►

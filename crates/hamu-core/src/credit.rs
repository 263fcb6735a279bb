//! # Credit Balance Reconciler
//!
//! Derives a customer's credit position from immutable history: the
//! CREDIT-mode sales/refills they owe for, and the signed credit-ledger
//! entries posted against them.
//!
//! ## The Sign Convention
//! ```text
//! ┌─────────────────────────────────────────────────────────────────────────┐
//! │  money_paid > 0   repayment, or overpayment refund from offline sync   │
//! │                   → reduces outstanding / increases usable balance     │
//! │                                                                         │
//! │  money_paid < 0   credit balance consumed toward a new refill          │
//! │                   → reduces usable balance                             │
//! │                                                                         │
//! │  outstanding = max(0, owed - repaid)      (what the customer owes)     │
//! │  balance     = repaid - owed              (signed net position)        │
//! └─────────────────────────────────────────────────────────────────────────┘
//! ```

use serde::{Deserialize, Serialize};

use crate::money::Money;

// =============================================================================
// Credit Status
// =============================================================================

/// A customer's derived credit position.
#[derive(Debug, Clone, Copy, PartialEq, Eq, Serialize, Deserialize)]
pub struct CreditStatus {
    /// Total ever taken on credit (sum of CREDIT-mode sale/refill
    /// costs).
    pub total_credit: Money,
    /// Non-negative amount currently owed.
    pub outstanding: Money,
    /// Signed net position: positive = usable credit, negative = debt.
    pub balance: Money,
    /// Percentage of credit repaid, clamped to 0..=100. 100 when the
    /// customer never took credit.
    pub repayment_rate: u8,
}

/// Derives the credit status from the two ledger sums.
///
/// `total_owed` is the sum of `cost` over all CREDIT-mode sales and
/// refills; `total_repaid` is the signed sum of `money_paid` over all
/// credit entries (genuine repayments plus synthetic adjustments).
pub fn credit_status(total_owed: Money, total_repaid: Money) -> CreditStatus {
    let balance = total_repaid - total_owed;
    let outstanding = (total_owed - total_repaid).clamp_non_negative();

    let repayment_rate = if total_owed.is_positive() {
        let rate = (total_repaid.cents() * 100 + total_owed.cents() / 2) / total_owed.cents();
        rate.clamp(0, 100) as u8
    } else {
        100
    };

    CreditStatus {
        total_credit: total_owed,
        outstanding,
        balance,
        repayment_rate,
    }
}

/// The overpayment to refund after an offline-synced refill.
///
/// The charged cost is fixed by the offline device and never rewritten;
/// when it exceeds what the correct paid-quantity split implies, the
/// difference is posted as a positive credit entry instead.
///
/// Returns `None` when nothing was overpaid.
pub fn offline_overpayment(charged: Money, unit_price: Money, paid_quantity: i64) -> Option<Money> {
    let correct_cost = unit_price.multiply_quantity(paid_quantity);
    if charged > correct_cost {
        Some(charged - correct_cost)
    } else {
        None
    }
}

// =============================================================================
// Unit Tests
// =============================================================================

#[cfg(test)]
mod tests {
    use super::*;

    #[test]
    fn test_outstanding_and_balance() {
        // Owed KES 500, repaid KES 200
        let status = credit_status(Money::from_cents(50000), Money::from_cents(20000));
        assert_eq!(status.outstanding.cents(), 30000);
        assert_eq!(status.balance.cents(), -30000);
        assert_eq!(status.total_credit.cents(), 50000);
        assert_eq!(status.repayment_rate, 40);
    }

    #[test]
    fn test_overpaid_customer_has_positive_balance() {
        let status = credit_status(Money::from_cents(10000), Money::from_cents(15000));
        assert_eq!(status.outstanding.cents(), 0);
        assert_eq!(status.balance.cents(), 5000);
        assert_eq!(status.repayment_rate, 100);
    }

    #[test]
    fn test_no_credit_taken() {
        let status = credit_status(Money::zero(), Money::zero());
        assert_eq!(status.outstanding.cents(), 0);
        assert_eq!(status.balance.cents(), 0);
        assert_eq!(status.repayment_rate, 100);
    }

    #[test]
    fn test_repayment_reduces_outstanding_exactly() {
        // A repayment of K reduces outstanding by K (clamped at 0)
        // and increases balance by K
        let owed = Money::from_cents(40000);
        let before = credit_status(owed, Money::from_cents(10000));
        let after = credit_status(owed, Money::from_cents(10000 + 7000));

        assert_eq!(before.outstanding - after.outstanding, Money::from_cents(7000));
        assert_eq!(after.balance - before.balance, Money::from_cents(7000));
    }

    #[test]
    fn test_negative_entries_consume_balance() {
        // Repaid 100, then consumed 60 of it: net repaid 40
        let status = credit_status(Money::zero(), Money::from_cents(4000));
        assert_eq!(status.balance.cents(), 4000);
        assert_eq!(status.outstanding.cents(), 0);
    }

    #[test]
    fn test_offline_overpayment() {
        // Charged full cost 100 for a unit that should have been free
        let refund = offline_overpayment(Money::from_cents(10000), Money::from_cents(10000), 0);
        assert_eq!(refund, Some(Money::from_cents(10000)));

        // Charged exactly right: nothing to refund
        assert_eq!(
            offline_overpayment(Money::from_cents(10000), Money::from_cents(10000), 1),
            None
        );

        // Undercharged (device-side discount): never clawed back
        assert_eq!(
            offline_overpayment(Money::from_cents(5000), Money::from_cents(10000), 1),
            None
        );
    }
}
//! # Expense and Meter-Reading Services
//!
//! Book-keeping records with the same idempotency gate as the
//! transaction paths. No derivation logic hangs off these.

use chrono::{DateTime, Utc};
use serde::{Deserialize, Serialize};
use tracing::{info, instrument};
use uuid::Uuid;

use hamu_core::{
    validate_agent_name, validate_amount_cents, Expense, MeterReading, ValidationError,
};
use hamu_db::Database;

use crate::error::ServiceResult;

/// Input for recording an expense.
#[derive(Debug, Clone, Serialize, Deserialize)]
pub struct CreateExpense {
    pub shop_id: String,
    pub description: String,
    pub cost_cents: i64,
    pub agent_name: String,
    /// Offline-synced expenses carry the device-side timestamp.
    pub created_at: Option<DateTime<Utc>>,
    /// Idempotency key for offline sync.
    pub client_id: Option<String>,
}

/// Input for recording a meter reading.
#[derive(Debug, Clone, Serialize, Deserialize)]
pub struct CreateMeterReading {
    pub shop_id: String,
    pub agent_name: String,
    pub value: i64,
    pub reading_type: String,
    /// Offline-synced readings carry the device-side timestamp.
    pub reading_date: Option<DateTime<Utc>>,
    /// Idempotency key for offline sync.
    pub client_id: Option<String>,
}

/// Service for expenses and meter readings.
#[derive(Debug, Clone)]
pub struct RecordsService {
    db: Database,
}

impl RecordsService {
    /// Creates a new records service.
    pub fn new(db: Database) -> Self {
        RecordsService { db }
    }

    /// Records an expense.
    #[instrument(skip(self, input), fields(shop_id = %input.shop_id))]
    pub async fn create_expense(&self, input: CreateExpense) -> ServiceResult<Expense> {
        // Idempotency gate
        if let Some(client_id) = &input.client_id {
            if let Some(existing) = self.db.expenses().find_by_client_id(client_id).await? {
                info!(
                    expense_id = %existing.id,
                    %client_id,
                    "Duplicate sync; returning existing expense"
                );
                return Ok(existing);
            }
        }

        if input.description.trim().is_empty() {
            return Err(ValidationError::Required {
                field: "description".to_string(),
            }
            .into());
        }
        validate_amount_cents("cost", input.cost_cents)?;
        validate_agent_name(&input.agent_name)?;

        let expense = Expense {
            id: Uuid::new_v4().to_string(),
            shop_id: input.shop_id.clone(),
            description: input.description.trim().to_string(),
            cost_cents: input.cost_cents,
            agent_name: input.agent_name.trim().to_string(),
            created_at: input.created_at.unwrap_or_else(Utc::now),
            client_id: input.client_id.clone(),
        };
        self.db.expenses().insert(&expense).await?;

        info!(expense_id = %expense.id, cost = expense.cost_cents, "Expense recorded");
        Ok(expense)
    }

    /// Records a meter reading.
    #[instrument(skip(self, input), fields(shop_id = %input.shop_id))]
    pub async fn create_meter_reading(
        &self,
        input: CreateMeterReading,
    ) -> ServiceResult<MeterReading> {
        // Idempotency gate
        if let Some(client_id) = &input.client_id {
            if let Some(existing) = self.db.meter_readings().find_by_client_id(client_id).await? {
                info!(
                    reading_id = %existing.id,
                    %client_id,
                    "Duplicate sync; returning existing meter reading"
                );
                return Ok(existing);
            }
        }

        validate_agent_name(&input.agent_name)?;
        if input.value < 0 {
            return Err(ValidationError::MustBeNonNegative {
                field: "value".to_string(),
            }
            .into());
        }

        let reading = MeterReading {
            id: Uuid::new_v4().to_string(),
            shop_id: input.shop_id.clone(),
            agent_name: input.agent_name.trim().to_string(),
            value: input.value,
            reading_type: input.reading_type.clone(),
            reading_date: input.reading_date.unwrap_or_else(Utc::now),
            client_id: input.client_id.clone(),
        };
        self.db.meter_readings().insert(&reading).await?;

        info!(reading_id = %reading.id, value = reading.value, "Meter reading recorded");
        Ok(reading)
    }

    /// A shop's expenses, newest first.
    pub async fn list_expenses(&self, shop_id: &str) -> ServiceResult<Vec<Expense>> {
        Ok(self.db.expenses().list_for_shop(shop_id).await?)
    }

    /// A shop's meter readings, newest first.
    pub async fn list_meter_readings(&self, shop_id: &str) -> ServiceResult<Vec<MeterReading>> {
        Ok(self.db.meter_readings().list_for_shop(shop_id).await?)
    }
}

// =============================================================================
// Unit Tests
// =============================================================================

#[cfg(test)]
mod tests {
    use super::*;
    use hamu_core::Shop;
    use hamu_db::DbConfig;

    async fn service() -> RecordsService {
        let db = Database::new(DbConfig::in_memory()).await.unwrap();
        db.shops()
            .insert(&Shop {
                id: "shop-1".to_string(),
                shop_name: "Hamu Waters".to_string(),
                free_refill_interval: 10,
                created_at: Utc::now(),
            })
            .await
            .unwrap();
        RecordsService::new(db)
    }

    #[tokio::test]
    async fn test_expense_idempotency() {
        let svc = service().await;
        let input = CreateExpense {
            shop_id: "shop-1".to_string(),
            description: "Generator fuel".to_string(),
            cost_cents: 150000,
            agent_name: "Jane Agent".to_string(),
            created_at: None,
            client_id: Some("exp-1".to_string()),
        };

        let first = svc.create_expense(input.clone()).await.unwrap();
        let second = svc.create_expense(input).await.unwrap();
        assert_eq!(first.id, second.id);

        assert_eq!(svc.list_expenses("shop-1").await.unwrap().len(), 1);
    }

    #[tokio::test]
    async fn test_expense_validation() {
        let svc = service().await;
        let input = CreateExpense {
            shop_id: "shop-1".to_string(),
            description: "  ".to_string(),
            cost_cents: 100,
            agent_name: "Jane Agent".to_string(),
            created_at: None,
            client_id: None,
        };
        assert!(svc.create_expense(input).await.is_err());
    }

    #[tokio::test]
    async fn test_meter_reading_roundtrip() {
        let svc = service().await;
        let reading = svc
            .create_meter_reading(CreateMeterReading {
                shop_id: "shop-1".to_string(),
                agent_name: "Jane Agent".to_string(),
                value: 48210,
                reading_type: "closing".to_string(),
                reading_date: None,
                client_id: None,
            })
            .await
            .unwrap();

        assert_eq!(reading.value, 48210);
        assert_eq!(svc.list_meter_readings("shop-1").await.unwrap().len(), 1);
    }

    #[tokio::test]
    async fn test_negative_meter_value_rejected() {
        let svc = service().await;
        let result = svc
            .create_meter_reading(CreateMeterReading {
                shop_id: "shop-1".to_string(),
                agent_name: "Jane Agent".to_string(),
                value: -1,
                reading_type: "closing".to_string(),
                reading_date: None,
                client_id: None,
            })
            .await;
        assert!(result.is_err());
    }
}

◄

What to produce:
In the listing above, find the line with "rate.clamp(0, 100) as u8" and the line with "and never rewritten;", then print exactly those lines and every line between them.

Response:
        rate.clamp(0, 100) as u8
    } else {
        100
    };

    CreditStatus {
        total_credit: total_owed,
        outstanding,
        balance,
        repayment_rate,
    }
}

/// The overpayment to refund after an offline-synced refill.
///
/// The charged cost is fixed by the offline device and never rewritten;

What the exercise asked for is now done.